By Jody Record, Media Relations

Matthew Gray Palmer has come a long way from his days of crafting life-size animals out of masking tape and newspapers.

He was a kid then, back in Ohio, when his artistic talent began to take such large form.

Today, it’s gigantic, and the proof is in the magnificent, 850-pound bronze wildcat installed last week on a hand-picked boulder at the edge of Memorial Field.

Palmer delivered his sculpture almost a year after being selected by the Alumni Association to create the project they had initially talked about in 2002.

“When I first read about the artist search, I did a quick sketch and, surprisingly, it kind of looked like that,” Palmer said, pointing to his sculpture as it was being lowered onto the rock.

The massive cat was suspended by a harness. Four metal rods that would anchor the sculpture in place protruded from the boulder, pointing towards its powerful paws.

His initial sketch was of a cougar. Palmer later learned the mythical UNH wildcat was akin to a bobcat or a lynx. From those first drawings, he created a maquette--a small-scale model--from which the larger cat later evolved.

Next, the Washington state resident traveled to Durham to meet the group charged with approving the sculpture. While staying at the New England Center, Palmer turned his hotel room into a studio, making on-the-spot adjustments based on committee members’ guidance.


Artist Matthew Gray Palmer and Ben Cariens, assistant professor of art and art history, discuss the installation of Palmer’s wildcat sculpture outside the Whittemore Center last week.

After viewing the site in front of the Whittemore Center where his sculpture was going to go, Palmer and Ben Cariens, assistant professor of art and art history, set out in search of the perfect rock. Palmer had also designed the landscape site and wanted a perch for the cat that would appear natural.

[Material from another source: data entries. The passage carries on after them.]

//! Built-in default constants.
//!
//! Every `RenderConfig` default and every compiler default reads from here,
//! so a missing config file reproduces the firmware team's calibration.

// ============================================================================
// Layout
// ============================================================================

/// Default sleeve: 4 x 4 actuators wired as a serpentine chain.
pub const GRID_ROWS: usize = 4;
pub const GRID_COLS: usize = 4;

/// Centre-to-centre actuator spacing in layout units.
pub const GRID_SPACING: f64 = 60.0;

// ============================================================================
// Phantom Synthesis
// ============================================================================

/// Triangles smaller than this (squared layout units) are treated as
/// near-collinear and dropped from the index.
pub const MIN_TRIANGLE_AREA: f64 = 25.0;

/// Distance floor used in the energy model.
pub const MIN_PHANTOM_DISTANCE: f64 = 0.1;

// ============================================================================
// Timing
// ============================================================================

/// SOA = slope * duration + base (seconds).
pub const SOA_SLOPE: f64 = 0.32;
pub const SOA_BASE_S: f64 = 0.0473;

/// Pause between steps of an all-actuator trajectory, as a share of the step.
pub const SEQUENTIAL_PAUSE_RATIO: f64 = 0.2;

/// Upper bound on points resampling may insert between two waypoints.
pub const MAX_RESAMPLE_POINTS: usize = 1000;

// ============================================================================
// Frequency
// ============================================================================

pub const FREQ_MIN_HZ: f64 = 40.0;
pub const FREQ_MAX_HZ: f64 = 250.0;
pub const FREQ_STEPS: usize = 32;

// ============================================================================
// Protocol
// ============================================================================

/// Largest payload handed to the link in one write (bytes).
pub const MAX_FRAME_BYTES: usize = 250;

/// Intensity-to-duty gamma.
pub const DUTY_GAMMA: f64 = 0.7;
//! Frequency Table
//!
//! Log-spaced quantizer between a continuous vibration frequency in Hz and
//! the small integer index carried on the wire:
//!
//! ```text
//! hz_i = min_hz * (max_hz / min_hz)^(i / (N - 1))
//! ```

use crate::config::defaults::{FREQ_MAX_HZ, FREQ_MIN_HZ, FREQ_STEPS};
use serde::Serialize;
use thiserror::Error;

/// Upper bound on table size; indices must fit a `u8`.
pub const MAX_STEPS: usize = 256;

#[derive(Debug, Clone, PartialEq, Error)]
pub enum FrequencyError {
    #[error("Frequency range must satisfy 0 < min_hz < max_hz (got {min_hz} - {max_hz})")]
    InvalidRange { min_hz: f64, max_hz: f64 },

    #[error("Frequency table needs 2-{max} steps, got {steps}")]
    InvalidSteps { steps: usize, max: usize },
}

/// Strictly increasing Hz values. Read-only once built.
#[derive(Debug, Clone, PartialEq, Serialize)]
pub struct FrequencyTable {
    hz: Vec<f64>,
}

impl FrequencyTable {
    pub fn new(min_hz: f64, max_hz: f64, steps: usize) -> Result<Self, FrequencyError> {
        if !(min_hz.is_finite() && max_hz.is_finite() && min_hz > 0.0 && max_hz > min_hz) {
            return Err(FrequencyError::InvalidRange { min_hz, max_hz });
        }
        if !(2..=MAX_STEPS).contains(&steps) {
            return Err(FrequencyError::InvalidSteps {
                steps,
                max: MAX_STEPS,
            });
        }

        Ok(Self {
            hz: log_spaced(min_hz, max_hz, steps),
        })
    }

    /// Closest table index for `hz`, clamping outside the table range.
    ///
    /// Ties between two neighbours resolve to the higher index. NaN maps to 0.
    pub fn hz_to_index(&self, hz: f64) -> u8 {
        let last = self.hz.len() - 1;
        if hz.is_nan() || hz <= self.hz[0] {
            return 0;
        }
        if hz >= self.hz[last] {
            return index_u8(last);
        }

        // First entry >= hz; strictly inside (0, last] here.
        let upper = self.hz.partition_point(|&h| h < hz);
        let lower = upper - 1;
        if (hz - self.hz[lower]).abs() < (self.hz[upper] - hz).abs() {
            index_u8(lower)
        } else {
            index_u8(upper)
        }
    }

    /// Hz value at `index`, clamped into the table.
    pub fn index_to_hz(&self, index: i64) -> f64 {
        let last = self.hz.len() - 1;
        let clamped = usize::try_from(index.max(0)).map_or(last, |i| i.min(last));
        self.hz[clamped]
    }

    pub fn min_hz(&self) -> f64 {
        self.hz[0]
    }

    pub fn max_hz(&self) -> f64 {
        self.hz[self.hz.len() - 1]
    }

    pub fn as_slice(&self) -> &[f64] {
        &self.hz
    }

    pub fn len(&self) -> usize {
        self.hz.len()
    }

    /// Always false; a table holds at least two entries.
    pub fn is_empty(&self) -> bool {
        self.hz.is_empty()
    }
}

impl Default for FrequencyTable {
    fn default() -> Self {
        Self {
            hz: log_spaced(FREQ_MIN_HZ, FREQ_MAX_HZ, FREQ_STEPS),
        }
    }
}

/// `steps >= 2` and a valid range are checked by the caller.
fn log_spaced(min_hz: f64, max_hz: f64, steps: usize) -> Vec<f64> {
    let ratio = max_hz / min_hz;
    let last = (steps - 1) as f64;
    let mut hz: Vec<f64> = (0..steps)
        .map(|i| min_hz * ratio.powf(i as f64 / last))
        .collect();

    // Pin the endpoints so powf drift never moves the range.
    hz[0] = min_hz;
    hz[steps - 1] = max_hz;
    hz
}

fn index_u8(i: usize) -> u8 {
    u8::try_from(i).unwrap_or(u8::MAX)
}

“We drove all around Durham and couldn’t find any rocks that Matt thought would work. So we ended up coming back to campus and found this one near Kingsbury Hall next to a Porta Potty,” Cariens said.

Palmer made molds of the boulder and took them back home so he could recreate a full-size model in his Friday Harbor studio. He then carved the wildcat out of clay, covered it in wax and made mold sections into which molten bronze was poured.

After the pieces were welded together, Palmer had to carve the seams and rework some spots before he was satisfied with the texture.

“Matt doesn’t have a degree. He’s self-taught; self-trained,” Cariens said. “He is an example of how education happens in so many different ways; how intelligence is measured in so many different ways.”

Cariens said Palmer brought his wildcat to a level other applicants were not able to do, and described his work as depicting experience, sympathy for his subject, and artistic understanding.

“This surpasses anything we could have hoped for,” Cariens said. “It’s a tribute to Matt, not only as an artist but the character of the man that he had the ability to work with us the way he did. It wasn’t just about the process..You always hope when you do something like this that it will meet your expectations. This did.”

Palmer began sculpting when he was 18, taking a job at Old World Stone Carving in Sunbury, Ohio, where the carvings were primarily architectural. Six years later, in 1999, he was selected by the Buckeye Ranch in Grove City, Ohio, to create a full-size horse for their Kroger Equestrian Center.

He was commissioned by the Alumni Association in October 2005, more than a year after then-president Ann Weaver Hart gave her approval for the mascot sculpture, providing the estimated $160,000 cost be paid with private funds.

So far, $129,000 has been raised, according to Gregg Sanborn, executive director of Alumni Affairs.

“It’s magnificent. This is really beautiful work,” Sanborn said of the bronze cat. “Hopefully, this is only the first public art commissioned by the university. Hopefully there will be more in years to come.”